To start with implementing something like this, you should already have a working animation system in your program. I build upon an animation system that is based on the GLTF 2.0 specification. An animation is built from these parts:

  • Target entity: an entity identifier which the animation modifies
  • Keyframe times: a list of times, one time for every keyframe
  • Keyframe data: a list of datas, one data for every keyframe. The implementation stores an array of floats, and uses a different stride to access them based on target path type.
  • Target path: describes what kind if data the animation modifies. This can be anything in the engine, like locations, light color, sound volume, but for the sake of the retargeting, I’ll focus on three path types: scale, rotation, translation

For scale and translation, the keyframe data contains 3 floats for every keyframe (3D vectors), for rotation it contains 4 floats for every keyframe (quaternions). These 3D vectors and quaternions describe transformation in local space. We are always working in either local space or world world space:

  • World space: This is simply the final coordinate space, where we see our transformations on the screen end up.
  • Local space: It is the same as world space if the entity doesn’t have a parent. If it has a parent, then it is relative to the parent’s world space transform (as if the parent transform was the origin of the coordinate system).

It is important that all animation data describes transformations in local space, because it allows only a subset of entities being animated, while the parenting system will handle updating children to follow the parent.

Humanoid

I mentioned that animation retargeting needs to support copying animations between humanoid skeletons. A skeleton in this context, is a hierarchy of transformations, where each transformation is stored in local space, and can have a single parent transformation (or none). A humanoid skeleton is a skeleton, in which some transformation follow a convention, we can call these conventions “bones”. The implementation of a humanoid is simply a table that maps a humanoid-like bone name to a regular transform ID that our engine works with. For example:

enum HumanoidBone
{
	Hips,
	Spine,
	Chest,
	...

	Count
};

Entity bones[HumanoidBone::Count];

The “Entity” is an identifier that can uniquely identify a Transform, so the above code means, that for each humanoid bone, we can say which Transform it maps to.

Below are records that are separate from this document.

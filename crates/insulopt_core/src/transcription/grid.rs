use crate::error::TranscriptionError;

/// Segment boundaries of a phase, normalized to [0, 1].
#[derive(Debug, Clone, PartialEq)]
pub struct SegmentGrid {
    ends: Vec<f64>,
}

impl SegmentGrid {
    pub fn uniform(num_segments: usize) -> Result<Self, TranscriptionError> {
        if num_segments == 0 {
            return Err(TranscriptionError::NoSegments);
        }
        let ends = (0..=num_segments)
            .map(|i| i as f64 / num_segments as f64)
            .collect();
        Ok(Self { ends })
    }

    /// Accepts any strictly increasing list of at least two boundaries and
    /// rescales it onto [0, 1].
    pub fn from_ends(ends: &[f64]) -> Result<Self, TranscriptionError> {
        if ends.len() < 2 {
            return Err(TranscriptionError::NoSegments);
        }
        if ends.iter().any(|e| !e.is_finite()) {
            return Err(TranscriptionError::SegmentEnds {
                what: "boundaries must be finite".to_string(),
            });
        }
        if let Some(pair) = ends.windows(2).find(|w| w[1] <= w[0]) {
            return Err(TranscriptionError::SegmentEnds {
                what: format!(
                    "boundaries must be strictly increasing ({} then {})",
                    pair[0], pair[1]
                ),
            });
        }
        let first = ends[0];
        let span = ends[ends.len() - 1] - first;
        let mut normalized: Vec<f64> = ends.iter().map(|e| (e - first) / span).collect();
        // Pin the endpoints exactly.
        normalized[0] = 0.0;
        let last = normalized.len() - 1;
        normalized[last] = 1.0;
        Ok(Self { ends: normalized })
    }

    pub fn num_segments(&self) -> usize {
        self.ends.len() - 1
    }

    pub fn ends(&self) -> &[f64] {
        &self.ends
    }

    pub fn start(&self, segment: usize) -> f64 {
        self.ends[segment]
    }

    /// Fraction of the phase covered by `segment`.
    pub fn fraction(&self, segment: usize) -> f64 {
        self.ends[segment + 1] - self.ends[segment]
    }

    /// Maps a segment-local tau in [0, 1] to a phase fraction.
    pub fn phase_tau(&self, segment: usize, tau: f64) -> f64 {
        self.start(segment) + self.fraction(segment) * tau
    }
}

/// Absolute time of a phase fraction.
pub fn phase_time(tau: f64, t_initial: f64, t_duration: f64) -> f64 {
    t_initial + tau * t_duration
}

#[cfg(test)]
mod tests {
    use super::*;

    #[test]
    fn uniform_grid_splits_evenly() {
        let grid = SegmentGrid::uniform(4).expect("grid");
        assert_eq!(grid.ends(), &[0.0, 0.25, 0.5, 0.75, 1.0]);
        assert_eq!(grid.fraction(2), 0.25);
        assert_eq!(grid.phase_tau(1, 0.5), 0.375);
    }

    #[test]
    fn custom_ends_are_normalized() {
        let grid = SegmentGrid::from_ends(&[-1.0, 0.0, 3.0]).expect("grid");
        assert_eq!(grid.num_segments(), 2);
        assert_eq!(grid.ends(), &[0.0, 0.25, 1.0]);
    }

    #[test]
    fn malformed_ends_are_rejected() {
        assert_eq!(SegmentGrid::uniform(0), Err(TranscriptionError::NoSegments));
        assert_eq!(SegmentGrid::from_ends(&[1.0]), Err(TranscriptionError::NoSegments));
        assert!(matches!(
            SegmentGrid::from_ends(&[0.0, 0.5, 0.5, 1.0]),
            Err(TranscriptionError::SegmentEnds { .. })
        ));
        assert!(matches!(
            SegmentGrid::from_ends(&[0.0, f64::NAN]),
            Err(TranscriptionError::SegmentEnds { .. })
        ));
    }

    #[test]
    fn phase_time_maps_linearly() {
        assert_eq!(phase_time(0.5, 10.0, 45.0), 32.5);
    }
}
//! Nonlinear-program assembly: the generic [`NlpProblem`] interface and the
//! transcribed insulation problem.

pub mod check;
pub mod insulation;
pub mod layout;
pub mod problem;

pub use check::{check_jacobian, JacobianCheck};
pub use insulation::{InsulationProblem, Timeseries, TranscribedSolution};
pub use layout::{ConstraintLayout, DesignLayout};
pub use problem::{Bounds, JacobianStructure, NlpProblem};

This will be used in retargeting to move animations from one skeleton to another one. If we don’t use a humanoid structure like this, we could also use string matching for example based on names, or some logical comparison of skeletons, which are out of scope for now.

In Wicked Engine, if you use the GLTF loader to import a model, it will automatically generate a humanoid bone mapping if applicable. Currently this will be done if it finds a VRM_humanoid or VRMC_vrm_humanoid extensions, or “mixamorig:” naming convention while iterating skeletons.

To see a good specification for humanoid bone mapping, take a look at the VRM spec.

Retargeting

The simplest form of retargeting requires the following steps:

  1. User specifies source animation and target humanoid.
  2. For each source animation target entity, find its source humanoid, and the source humanoid bone type. If it’s not found, skip this entity
  3. Look up the entity in the target humanoid, based on the source bone type
  4. Change the target entity in the animation-copy to the new target

If the skeletons were very similar, congratulations, the retargeted animation is already usable. But I want to handle skeletons that come from different packages (Mixamo vs. VRM for example), an unfortunately the animations are recorded for very differently scaled and oriented skeletons:

Mixamo rig is huge (compare it with the 10×10 unit grid near its feet) and oriented in a weird direction
VRM rig is pretty small (compared to the 10×10 unit grid), oriented in a more sensible direction

If we just blindly copy the keyframe data from the Mixamo rig to the VRM rig, the VRM model will be blown out of proportions. However, I cheated a bit on the Mixamo rig’s picture, because I deleted the skeleton’s parent transformation to indicate what scale the animations are recorded in. If both are properly positioned in world space, they are not so different:

This is how they look when imported. The tricky part is that the transformation of the Mixamo skeleton (right side) is hiding the fact that its bones are in a hugely different local space.

The skeletons are still not completely similar, because the proportions, height are different, but this is enough to work with. For potentially better results, the source skeleton could be scaled down if needed.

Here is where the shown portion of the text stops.